From Meta, a Wikimedia project coordination wiki

Tool that reviews new uploads for potential copyright violations

  • Problem: There are so many uploads on Wikimedia Commons that are copyright violations. Some of them are snapshots of some computer screen or some other image like a poster. I estimate that about 3-6% of all files on Commons (most of them probably images) are copyright violations. I already had some files around the time when Commons started that were copyright violations and nobody ever noticed.
  • Proposed solution: A bot or tool that checks uploaded files and flags them if they are potentially copyright violations
  • Who would benefit: Wikimedia Commons as such as well as admins
  • More comments:
  • Phabricator tickets: phab:T120453
  • Proposer: --D-Kuru (talk) 14:00, 18 January 2022 (UTC)[reply]

Discussion

In my opinion copyright violations share one or more of these features:

  • EXIF data: Copyvios usually do not have EXIF info. Not said that they can not include them.
  • Size: Copyvios are usually small in size (usually websize like around 800 px for the long length). Not said that they can't be larger.
  • Account edits: Copyvios are often uploaded by what I call hit and run accounts. So the account is created, uploads one copyvio and is never to be used ever again.
  • Can be found in the web: Copyvios can often be found on other websites. Not said that they can not be freely shared by other people on sites like flickr.
  • Author: No matter how impossible it is, the file is tagged with "own work" and the upload as the author name
  • Percentage of useruploads: When a hit and run account uploads three images and two of them are speedy deleted because of copyright violation, the third one should may be checked.
  • Content: Copyvios usually look better than the average image on Wikimedia Commons. All other parts are probably possible to check rather easy. But this one would need a highly specialised AI that can tell good from bad quality. For a project like Wikimedia I guess this is next to impossible if nobody like Google steps in to help out.

There are also hints that indicate a file is a legit one: GPS data (not possible for every file), upload by a user with many edits over many years, user who has a global account with more profiles on different projects, etc.

My suggestion is NOT to have a bot run wild and delete files it deems as copyvios, but to have a bot that assigns a (public?) score to an image and checks how likely it is that some file could be a potential copyvio so that less of them slipp by.

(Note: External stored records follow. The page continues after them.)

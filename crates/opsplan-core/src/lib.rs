//! Core library for the Opsplan plan-execution engine.
//!
//! This crate implements the lifecycle of operational intervention plans:
//! ordered tasks, per-task action toggles, progress computation, stop and
//! completion resolution (including follow-on and handoff plan derivation),
//! an append-only activity log, and read-only scenario previews for drafts.
//!
//! # Architecture
//!
//! State transitions live in [`lifecycle`] as pure functions over in-memory
//! entities, so the state machine is testable without any storage attached.
//! The [`Board`](board::Board) facade owns the canonical plan collection
//! (a SQLite database), reads the clock once per command, applies the pure
//! transition and persists the result atomically. Each command either fully
//! applies or is rejected without touching the store.
//!
//! # Quick Start
//!
//! ```rust
//! use opsplan_core::{BoardBuilder, params::{CreatePlan, TaskSpec}};
//!
//! # async fn example() -> Result<(), Box<dyn std::error::Error>> {
//! let board = BoardBuilder::new()
//!     .with_database_path(Some("test.db"))
//!     .build()
//!     .await?;
//!
//! let params = CreatePlan {
//!     name: "Stabilize line 3".to_string(),
//!     tasks: vec![TaskSpec {
//!         title: "Reassign floater to packing".to_string(),
//!         ..Default::default()
//!     }],
//!     ..Default::default()
//! };
//! let plan = board.create_plan(&params).await?;
//! println!("Created plan: {}", plan);
//! # Ok(())
//! # }
//! ```

pub mod board;
pub mod db;
pub mod display;
pub mod error;
pub mod lifecycle;
pub mod models;
pub mod params;
pub mod scenario;

// Re-export commonly used types
pub use board::{Board, BoardBuilder, CompletionOutcome};
pub use db::Database;
pub use display::{ActivityFeed, CompletionReport, CreateResult, OperationStatus, PlanSummaries};
pub use error::{BoardError, Result};
pub use models::{
    ActionItem, ActionStatus, ActivityEntry, ActivityKind, Disposition, ImpactProjection,
    OriginKind, Plan, PlanFilter, PlanOrigin, PlanOutcome, PlanStatus, PlanSummary, Priority,
    StopReason, SuccessCriterion, Task, TaskStatus,
};
pub use params::{
    AddComment, CompletePlan, CreatePlan, Id, ListPlans, StopPlan, ToggleAction, UpdateTaskStatus,
};
pub use scenario::{PreviewContext, ScenarioPreview};
//! High-level board API for managing plans, tasks and actions.
//!
//! This module provides the main [`Board`] interface to the plan-execution
//! engine. The board is the coordination point between interface layers and
//! the database: it validates parameters, reads the ambient clock exactly
//! once per command and hands the typed inputs plus that timestamp to the
//! storage layer, which applies the pure [`crate::lifecycle`] transitions
//! inside a single transaction.
//!
//! ```text
//! ┌─────────────────┐    ┌─────────────────┐    ┌─────────────────┐
//! │    Handlers     │    │   Operations    │    │    Database     │
//! │  (handlers.rs)  │───▶│ (plan_ops,      │───▶│   (via db/)     │
//! │                 │    │  task_ops)      │    │                 │
//! └─────────────────┘    └─────────────────┘    └─────────────────┘
//!   Display wrappers      Validation + clock     Transactions
//! ```
//!
//! ## Submodules
//!
//! - [`builder`]: factory for creating [`Board`] instances with configuration
//! - [`plan_ops`]: plan-level commands and queries
//! - [`task_ops`]: task and action commands
//! - [`handlers`]: operations returning formatted wrapper types
//!
//! # Usage
//!
//! ```rust,no_run
//! use opsplan_core::{params::CreatePlan, BoardBuilder};
//!
//! # async fn example() -> Result<(), Box<dyn std::error::Error>> {
//! let board = BoardBuilder::new()
//!     .with_database_path(Some("/custom/path/opsplan.db"))
//!     .build()
//!     .await?;
//!
//! let plan = board
//!     .create_plan(&CreatePlan {
//!         name: "Rebalance line 2".to_string(),
//!         ..Default::default()
//!     })
//!     .await?;
//! # Ok(())
//! # }
//! ```

use std::path::PathBuf;

use crate::models::Plan;

pub mod builder;
pub mod handlers;
pub mod plan_ops;
pub mod task_ops;


pub use builder::BoardBuilder;

/// Main board interface for managing plans and their tasks.
pub struct Board {
    pub(crate) db_path: PathBuf,
}

impl Board {
    /// Creates a new board with the specified database path.
    pub(crate) fn new(db_path: PathBuf) -> Self {
        Self { db_path }
    }
}

/// Result of completing a plan: the closed source plan and, for the
/// follow-on and handoff dispositions, the derivative draft created with it.
#[derive(Debug, Clone)]
pub struct CompletionOutcome {
    /// The source plan, now `completed`
    pub plan: Plan,
    /// The carryover draft, if the disposition produced one
    pub carryover: Option<Plan>,
}
//! Plan progress derivation.

use crate::models::{Task, TaskStatus};

/// Returns a plan's completion percentage: `round(100 * done / total)`,
/// `0` when the task list is empty.
///
/// Pure and idempotent; callers recompute it after every task-status
/// mutation and before persisting the updated plan.
pub fn progress(tasks: &[Task]) -> u8 {
    if tasks.is_empty() {
        return 0;
    }

    let done = tasks
        .iter()
        .filter(|t| t.status == TaskStatus::Done)
        .count();

    ((done as f64 / tasks.len() as f64) * 100.0).round() as u8
}
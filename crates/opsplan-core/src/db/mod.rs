//! Database operations and SQLite management for the plan board.
//!
//! This module provides the storage layer for the plan-execution engine:
//! SQLite connection handling, schema management and the per-command
//! transaction boundaries. Lifecycle decisions are never made here; command
//! methods load entities, delegate to [`crate::lifecycle`] and persist the
//! result in a single transaction, so a rejected command leaves no partial
//! mutation behind.

use std::path::Path;

use rusqlite::Connection;

use crate::error::{DatabaseResultExt, Result};

pub mod activity_queries;
pub mod migrations;
pub mod plan_queries;
pub mod task_queries;
pub mod utils;

/// Database connection and operations handler.
pub struct Database {
    connection: Connection,
}

impl Database {
    /// Creates a new database connection and initializes the schema.
    pub fn new<P: AsRef<Path>>(path: P) -> Result<Self> {
        let connection = Connection::open(path).db_context("Failed to open database connection")?;

        let db = Self { connection };
        db.initialize_schema()?;
        Ok(db)
    }
}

I thought about creating something like a Trusted Author who has to meets certain criteria to ensure that people can use uploads by this user. There is a tiny story behind this: I was asked by somebody via Mail if they can use my image in a school book and what they would have to do to use it. I said of course and told them all they would have to do is to credit me and the licence. They ended up not using my image (even I own the copyright and have it licenced under a free licence) because they can't be sure for 100% and they could potentially get into legal troubles if they use the image without having a real permission. This might not be a big deal for a website, but can be a huge deal for a (school) book that is printed and sold over many years. --D-Kuru (talk) 20:21, 20 January 2022 (UTC)[reply]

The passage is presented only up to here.